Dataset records
============================================================
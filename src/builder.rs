//! 翻译器构建模块

use crate::client::Client;
use crate::error::{Result, TranslationError};
use crate::format::{MessageFormat, Passthrough, PlaceholderFormat};
use crate::language::Language;
use crate::messages::{Messages, MAX_CHARACTERS, MAX_MESSAGES};
use crate::profanity::{ProfanityAction, ProfanityFilter};
use crate::request::{Authentication, BaseUrl, RequestFactory, RequestOptions};
use crate::trace::{TraceIdFn, TraceIdGenerator};
use crate::translator::{Translation, Translator};
use crate::transport::{ReqwestTransport, Transport};
use crate::types::TranslatorConfig;
use std::time::Duration;

/// 翻译器构建器
///
/// 只有目标语言是必填项；未指定传输层时使用 `ReqwestTransport`。
pub struct TranslatorBuilder {
    base_url: String,
    from: Language,
    to: Vec<Language>,
    options: RequestOptions,
    format: Option<Box<dyn MessageFormat>>,
    trace_ids: Option<Box<dyn TraceIdGenerator>>,
    profanity: ProfanityFilter,
    message_limit: usize,
    character_limit: usize,
    transport: Option<Box<dyn Transport>>,
    timeout: Duration,
}

impl Default for TranslatorBuilder {
    fn default() -> Self {
        Self {
            base_url: BaseUrl::Global.to_string(),
            from: Language::English,
            to: Vec::new(),
            options: RequestOptions::default(),
            format: None,
            trace_ids: None,
            profanity: ProfanityFilter::none(),
            message_limit: MAX_MESSAGES,
            character_limit: MAX_CHARACTERS,
            transport: None,
            timeout: Duration::from_secs(30),
        }
    }
}

impl TranslatorBuilder {
    pub fn new() -> Self {
        Self::default()
    }

    /// 从配置创建构建器
    pub fn from_config(config: &TranslatorConfig) -> Result<Self> {
        let from = config.from_lang.parse::<Language>()?;
        let to = config
            .to_langs
            .iter()
            .map(|code| code.parse::<Language>())
            .collect::<Result<Vec<_>>>()?;

        let mut builder = Self::new()
            .with_base_url(&config.base_url)
            .with_languages(to, from)
            .with_limits(config.message_limit, config.character_limit)
            .with_timeout(Duration::from_secs(config.request_timeout_secs));

        if let Some(key) = &config.subscription_key {
            builder = builder.with_subscription_key(key);
        }
        if let Some(token) = &config.bearer_token {
            builder = builder.with_bearer_token(token);
        }
        if let Some(region) = &config.subscription_region {
            builder = builder.with_subscription_region(region);
        }
        if let Some(resource_id) = &config.resource_id {
            builder = builder.with_resource_id(resource_id);
        }
        if let Some(markers) = &config.placeholders {
            builder = builder.with_placeholders(&markers.start, &markers.end)?;
        }
        builder = match config.profanity_action {
            ProfanityAction::NoAction => builder.without_profanity_handling(),
            ProfanityAction::Deleted => builder.with_profanity_deleted(),
            ProfanityAction::Marked => builder.with_profanity_marked(None::<fn(&str) -> String>),
        };

        Ok(builder)
    }

    /// 设置服务地址，默认为全球地址，见 `BaseUrl`
    pub fn with_base_url(mut self, base_url: &str) -> Self {
        self.base_url = base_url.to_string();
        self
    }

    /// 设置目标语言和源语言
    pub fn with_languages(mut self, to: Vec<Language>, from: Language) -> Self {
        self.to = to;
        self.from = from;
        self
    }

    pub fn with_subscription_key(mut self, key: &str) -> Self {
        self.options.authentication = Some(Authentication::SubscriptionKey(key.to_string()));
        self
    }

    pub fn with_bearer_token(mut self, token: &str) -> Self {
        self.options.authentication = Some(Authentication::BearerToken(token.to_string()));
        self
    }

    pub fn with_subscription_region(mut self, region: &str) -> Self {
        self.options.subscription_region = Some(region.to_string());
        self
    }

    pub fn with_resource_id(mut self, resource_id: &str) -> Self {
        self.options.resource_id = Some(resource_id.to_string());
        self
    }

    pub fn with_message_format<F: MessageFormat + 'static>(mut self, format: F) -> Self {
        self.format = Some(Box::new(format));
        self
    }

    /// 使用 `PlaceholderFormat` 保护起止标记之间的内容
    pub fn with_placeholders(self, start: &str, end: &str) -> Result<Self> {
        Ok(self.with_message_format(PlaceholderFormat::new(start, end)?))
    }

    pub fn with_trace_id_generator<G: TraceIdGenerator + 'static>(mut self, generator: G) -> Self {
        self.trace_ids = Some(Box::new(generator));
        self
    }

    /// 用闭包生成追踪ID，闭包参数是默认生成器
    pub fn with_trace_id_callback<F>(self, callback: F) -> Self
    where
        F: Fn(&dyn Fn() -> String) -> String + Send + Sync + 'static,
    {
        self.with_trace_id_generator(TraceIdFn::new(callback))
    }

    /// 不处理脏话（默认）
    pub fn without_profanity_handling(mut self) -> Self {
        self.profanity = ProfanityFilter::none();
        self
    }

    /// 由服务删除脏话
    pub fn with_profanity_deleted(mut self) -> Self {
        self.profanity = ProfanityFilter::deleted();
        self
    }

    /// 由服务标记脏话
    ///
    /// 不提供替换函数时服务用星号替换；提供时用替换函数的返回值替换被标记的短语。
    pub fn with_profanity_marked<F>(mut self, replacer: Option<F>) -> Self
    where
        F: Fn(&str) -> String + Send + Sync + 'static,
    {
        self.profanity = ProfanityFilter::marked(replacer);
        self
    }

    /// 下调批次上限，不能超过服务上限
    pub fn with_limits(mut self, message_limit: usize, character_limit: usize) -> Self {
        self.message_limit = message_limit;
        self.character_limit = character_limit;
        self
    }

    pub fn with_transport<T: Transport + 'static>(mut self, transport: T) -> Self {
        self.transport = Some(Box::new(transport));
        self
    }

    /// 默认传输层的请求超时
    pub fn with_timeout(mut self, timeout: Duration) -> Self {
        self.timeout = timeout;
        self
    }

    /// 按条件配置
    ///
    /// ```rust
    /// use batch_translator::TranslatorBuilder;
    ///
    /// let use_bearer = true;
    /// let builder = TranslatorBuilder::new()
    ///     .when(use_bearer, |b| b.with_bearer_token("token"));
    /// ```
    pub fn when<F>(self, condition: bool, then: F) -> Self
    where
        F: FnOnce(Self) -> Self,
    {
        if condition {
            then(self)
        } else {
            self
        }
    }

    /// 创建翻译器
    pub fn build<S, F>(self, on_translate: F) -> Result<Translator<S>>
    where
        S: Clone,
        F: FnMut(Translation<S>) + Send + 'static,
    {
        if self.to.is_empty() {
            return Err(TranslationError::InvalidConfiguration(
                "Languages must be set".to_string(),
            ));
        }
        Language::verify(&self.to, self.from)?;

        let messages = Messages::new(self.message_limit, self.character_limit)?;

        let mut options = self.options;
        options.profanity_params = self.profanity.query_params();
        let requests = RequestFactory::new(&self.base_url, self.from, &self.to, &options)?;

        let transport = match self.transport {
            Some(transport) => transport,
            None => Box::new(ReqwestTransport::new(self.timeout)?),
        };
        let client = Client::new(transport, requests, self.trace_ids);
        let format = self.format.unwrap_or_else(|| Box::new(Passthrough));

        Ok(Translator::new(
            client,
            messages,
            format,
            self.profanity,
            Box::new(on_translate),
        ))
    }
}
============================================================
Every line above with the string "TraceIdGenerator" in it should be copied into the answer.

use crate::trace::{TraceIdFn, TraceIdGenerator};
    trace_ids: Option<Box<dyn TraceIdGenerator>>,
    pub fn with_trace_id_generator<G: TraceIdGenerator + 'static>(mut self, generator: G) -> Self {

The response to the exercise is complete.